[Supplied information — start]

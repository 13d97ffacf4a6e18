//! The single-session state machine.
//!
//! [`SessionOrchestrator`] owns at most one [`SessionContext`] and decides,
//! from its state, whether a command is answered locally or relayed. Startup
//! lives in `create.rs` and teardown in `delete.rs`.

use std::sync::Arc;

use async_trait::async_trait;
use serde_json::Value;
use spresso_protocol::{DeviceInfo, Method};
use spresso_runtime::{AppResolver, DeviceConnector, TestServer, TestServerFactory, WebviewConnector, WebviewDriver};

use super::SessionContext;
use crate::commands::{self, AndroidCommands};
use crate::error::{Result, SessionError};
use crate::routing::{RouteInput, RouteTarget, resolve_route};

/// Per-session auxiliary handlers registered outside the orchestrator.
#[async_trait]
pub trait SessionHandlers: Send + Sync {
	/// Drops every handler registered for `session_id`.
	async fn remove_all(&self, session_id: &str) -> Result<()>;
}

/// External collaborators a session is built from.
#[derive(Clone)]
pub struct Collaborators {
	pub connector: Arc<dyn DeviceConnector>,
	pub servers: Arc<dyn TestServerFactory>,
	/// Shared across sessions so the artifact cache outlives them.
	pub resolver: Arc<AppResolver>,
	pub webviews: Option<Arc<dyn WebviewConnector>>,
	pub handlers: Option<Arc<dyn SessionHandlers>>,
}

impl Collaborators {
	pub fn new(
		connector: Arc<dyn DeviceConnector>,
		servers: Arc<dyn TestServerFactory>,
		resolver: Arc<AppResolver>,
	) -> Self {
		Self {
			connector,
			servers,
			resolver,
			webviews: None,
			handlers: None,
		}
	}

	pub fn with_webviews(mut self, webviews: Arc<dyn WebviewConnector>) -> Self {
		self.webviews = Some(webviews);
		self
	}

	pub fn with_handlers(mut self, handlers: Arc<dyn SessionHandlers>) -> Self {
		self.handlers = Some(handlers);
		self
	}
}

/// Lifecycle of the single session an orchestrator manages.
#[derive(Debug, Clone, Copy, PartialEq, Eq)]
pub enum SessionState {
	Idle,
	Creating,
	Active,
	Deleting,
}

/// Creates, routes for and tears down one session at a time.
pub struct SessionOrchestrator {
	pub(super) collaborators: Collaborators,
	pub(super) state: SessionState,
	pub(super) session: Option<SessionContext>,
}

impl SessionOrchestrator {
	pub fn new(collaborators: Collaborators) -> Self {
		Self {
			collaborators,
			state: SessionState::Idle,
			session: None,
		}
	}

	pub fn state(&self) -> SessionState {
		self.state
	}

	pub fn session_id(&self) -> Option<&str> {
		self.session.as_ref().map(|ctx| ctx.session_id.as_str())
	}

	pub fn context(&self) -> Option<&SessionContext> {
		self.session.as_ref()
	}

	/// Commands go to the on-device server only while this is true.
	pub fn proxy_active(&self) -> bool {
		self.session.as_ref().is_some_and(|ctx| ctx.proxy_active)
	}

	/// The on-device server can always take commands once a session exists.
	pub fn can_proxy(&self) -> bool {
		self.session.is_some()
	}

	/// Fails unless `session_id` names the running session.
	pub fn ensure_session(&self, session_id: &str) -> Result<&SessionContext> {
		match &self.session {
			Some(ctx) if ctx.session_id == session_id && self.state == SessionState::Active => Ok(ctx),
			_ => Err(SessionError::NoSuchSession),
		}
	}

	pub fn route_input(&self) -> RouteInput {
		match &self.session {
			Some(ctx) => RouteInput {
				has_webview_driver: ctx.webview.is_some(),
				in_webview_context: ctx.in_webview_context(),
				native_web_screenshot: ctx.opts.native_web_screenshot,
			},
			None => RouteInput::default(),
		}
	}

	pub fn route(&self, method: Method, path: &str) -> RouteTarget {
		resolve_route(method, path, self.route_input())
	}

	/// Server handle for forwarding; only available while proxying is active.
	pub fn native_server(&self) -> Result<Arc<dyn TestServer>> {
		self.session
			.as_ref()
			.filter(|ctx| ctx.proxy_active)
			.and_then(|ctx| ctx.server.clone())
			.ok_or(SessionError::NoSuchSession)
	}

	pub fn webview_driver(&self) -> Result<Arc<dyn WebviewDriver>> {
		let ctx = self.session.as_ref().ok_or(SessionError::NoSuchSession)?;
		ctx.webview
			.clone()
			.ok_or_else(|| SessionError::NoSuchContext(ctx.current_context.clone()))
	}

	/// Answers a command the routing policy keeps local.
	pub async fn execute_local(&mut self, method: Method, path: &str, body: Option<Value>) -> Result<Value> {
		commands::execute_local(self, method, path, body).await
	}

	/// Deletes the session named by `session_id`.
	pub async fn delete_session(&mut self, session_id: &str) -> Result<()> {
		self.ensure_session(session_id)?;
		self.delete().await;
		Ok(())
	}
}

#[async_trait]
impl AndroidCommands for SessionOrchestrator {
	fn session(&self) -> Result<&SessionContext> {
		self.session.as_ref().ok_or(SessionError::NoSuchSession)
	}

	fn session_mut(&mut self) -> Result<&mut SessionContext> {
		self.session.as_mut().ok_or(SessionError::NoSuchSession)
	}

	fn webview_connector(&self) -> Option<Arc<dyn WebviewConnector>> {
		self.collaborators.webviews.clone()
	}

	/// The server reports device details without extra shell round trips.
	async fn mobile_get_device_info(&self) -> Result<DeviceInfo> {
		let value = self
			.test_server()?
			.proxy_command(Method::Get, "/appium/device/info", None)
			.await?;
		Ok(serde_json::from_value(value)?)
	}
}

[Supplied information — finish]
[Supplied information — start]

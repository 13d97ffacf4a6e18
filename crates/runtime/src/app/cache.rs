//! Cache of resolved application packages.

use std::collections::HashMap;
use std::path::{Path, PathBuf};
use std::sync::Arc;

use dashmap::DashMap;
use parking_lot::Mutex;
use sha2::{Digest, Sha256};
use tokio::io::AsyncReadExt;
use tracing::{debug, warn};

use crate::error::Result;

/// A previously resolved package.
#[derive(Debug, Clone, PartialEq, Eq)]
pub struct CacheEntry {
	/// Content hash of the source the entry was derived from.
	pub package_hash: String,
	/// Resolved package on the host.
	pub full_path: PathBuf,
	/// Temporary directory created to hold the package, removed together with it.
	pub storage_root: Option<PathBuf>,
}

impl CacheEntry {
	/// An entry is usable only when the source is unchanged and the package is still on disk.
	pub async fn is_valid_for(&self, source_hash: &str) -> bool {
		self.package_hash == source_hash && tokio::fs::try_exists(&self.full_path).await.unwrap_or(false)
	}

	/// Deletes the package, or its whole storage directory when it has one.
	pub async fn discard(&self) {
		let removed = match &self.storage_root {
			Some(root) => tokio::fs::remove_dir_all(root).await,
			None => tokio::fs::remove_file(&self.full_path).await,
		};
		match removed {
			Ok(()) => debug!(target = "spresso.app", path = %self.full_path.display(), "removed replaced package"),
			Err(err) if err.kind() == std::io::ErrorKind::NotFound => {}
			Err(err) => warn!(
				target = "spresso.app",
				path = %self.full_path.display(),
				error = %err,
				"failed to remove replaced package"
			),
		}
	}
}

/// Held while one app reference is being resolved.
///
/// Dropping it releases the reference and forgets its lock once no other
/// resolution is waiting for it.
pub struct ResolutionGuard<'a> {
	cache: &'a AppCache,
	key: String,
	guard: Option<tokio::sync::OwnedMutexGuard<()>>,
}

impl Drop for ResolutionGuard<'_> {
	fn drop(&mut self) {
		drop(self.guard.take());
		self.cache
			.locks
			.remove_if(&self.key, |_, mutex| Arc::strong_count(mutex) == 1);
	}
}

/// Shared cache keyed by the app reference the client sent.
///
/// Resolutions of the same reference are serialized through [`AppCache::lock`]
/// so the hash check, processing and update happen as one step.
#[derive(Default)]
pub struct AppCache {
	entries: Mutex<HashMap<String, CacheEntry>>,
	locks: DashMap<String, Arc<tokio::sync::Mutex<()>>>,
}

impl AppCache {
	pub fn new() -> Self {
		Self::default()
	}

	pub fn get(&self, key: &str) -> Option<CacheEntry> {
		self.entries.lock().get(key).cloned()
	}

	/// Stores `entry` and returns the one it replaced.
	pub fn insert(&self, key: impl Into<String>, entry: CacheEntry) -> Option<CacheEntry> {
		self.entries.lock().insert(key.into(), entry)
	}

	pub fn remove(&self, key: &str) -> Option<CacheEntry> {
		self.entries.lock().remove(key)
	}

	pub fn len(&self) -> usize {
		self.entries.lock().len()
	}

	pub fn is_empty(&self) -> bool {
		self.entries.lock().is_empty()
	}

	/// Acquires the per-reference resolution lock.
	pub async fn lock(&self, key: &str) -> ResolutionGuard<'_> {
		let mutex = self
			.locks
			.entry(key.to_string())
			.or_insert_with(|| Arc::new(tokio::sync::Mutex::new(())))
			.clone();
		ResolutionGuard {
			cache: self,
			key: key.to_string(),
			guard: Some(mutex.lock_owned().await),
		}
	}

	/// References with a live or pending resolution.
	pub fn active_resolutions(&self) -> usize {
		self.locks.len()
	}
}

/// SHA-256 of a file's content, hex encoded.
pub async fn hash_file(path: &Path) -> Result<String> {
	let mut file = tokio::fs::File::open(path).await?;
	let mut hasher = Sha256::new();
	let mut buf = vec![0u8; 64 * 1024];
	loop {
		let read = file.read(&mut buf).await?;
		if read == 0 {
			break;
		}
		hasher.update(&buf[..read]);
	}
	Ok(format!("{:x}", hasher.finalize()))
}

[Supplied information — finish]
[Supplied information — start]

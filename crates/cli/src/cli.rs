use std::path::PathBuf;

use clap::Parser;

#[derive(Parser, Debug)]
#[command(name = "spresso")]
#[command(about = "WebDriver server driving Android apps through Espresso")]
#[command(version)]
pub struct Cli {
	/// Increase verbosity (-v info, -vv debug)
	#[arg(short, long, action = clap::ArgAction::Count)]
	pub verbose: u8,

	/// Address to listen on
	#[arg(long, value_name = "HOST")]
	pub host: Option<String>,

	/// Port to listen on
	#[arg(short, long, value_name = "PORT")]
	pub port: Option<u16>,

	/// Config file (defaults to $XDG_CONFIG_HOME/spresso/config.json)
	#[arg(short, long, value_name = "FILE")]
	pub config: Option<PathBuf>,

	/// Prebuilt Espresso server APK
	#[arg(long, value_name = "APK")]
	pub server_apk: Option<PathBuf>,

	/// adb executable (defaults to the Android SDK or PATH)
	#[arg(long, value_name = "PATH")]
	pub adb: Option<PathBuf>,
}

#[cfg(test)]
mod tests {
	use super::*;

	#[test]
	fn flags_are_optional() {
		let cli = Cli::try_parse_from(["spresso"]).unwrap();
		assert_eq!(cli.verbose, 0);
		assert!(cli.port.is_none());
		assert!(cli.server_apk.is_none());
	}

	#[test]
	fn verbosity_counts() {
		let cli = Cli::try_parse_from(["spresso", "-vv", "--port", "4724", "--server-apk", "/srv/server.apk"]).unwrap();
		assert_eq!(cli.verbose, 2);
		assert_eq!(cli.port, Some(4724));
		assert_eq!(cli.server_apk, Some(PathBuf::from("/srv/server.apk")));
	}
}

[Supplied information — finish]

Pick each line holding the word "await" out of the data and copy it.

* Solution for this task:
		commands::execute_local(self, method, path, body).await
		self.delete().await;
			.await?;
		self.package_hash == source_hash && tokio::fs::try_exists(&self.full_path).await.unwrap_or(false)
			Some(root) => tokio::fs::remove_dir_all(root).await,
			None => tokio::fs::remove_file(&self.full_path).await,
			guard: Some(mutex.lock_owned().await),
	let mut file = tokio::fs::File::open(path).await?;
		let read = file.read(&mut buf).await?;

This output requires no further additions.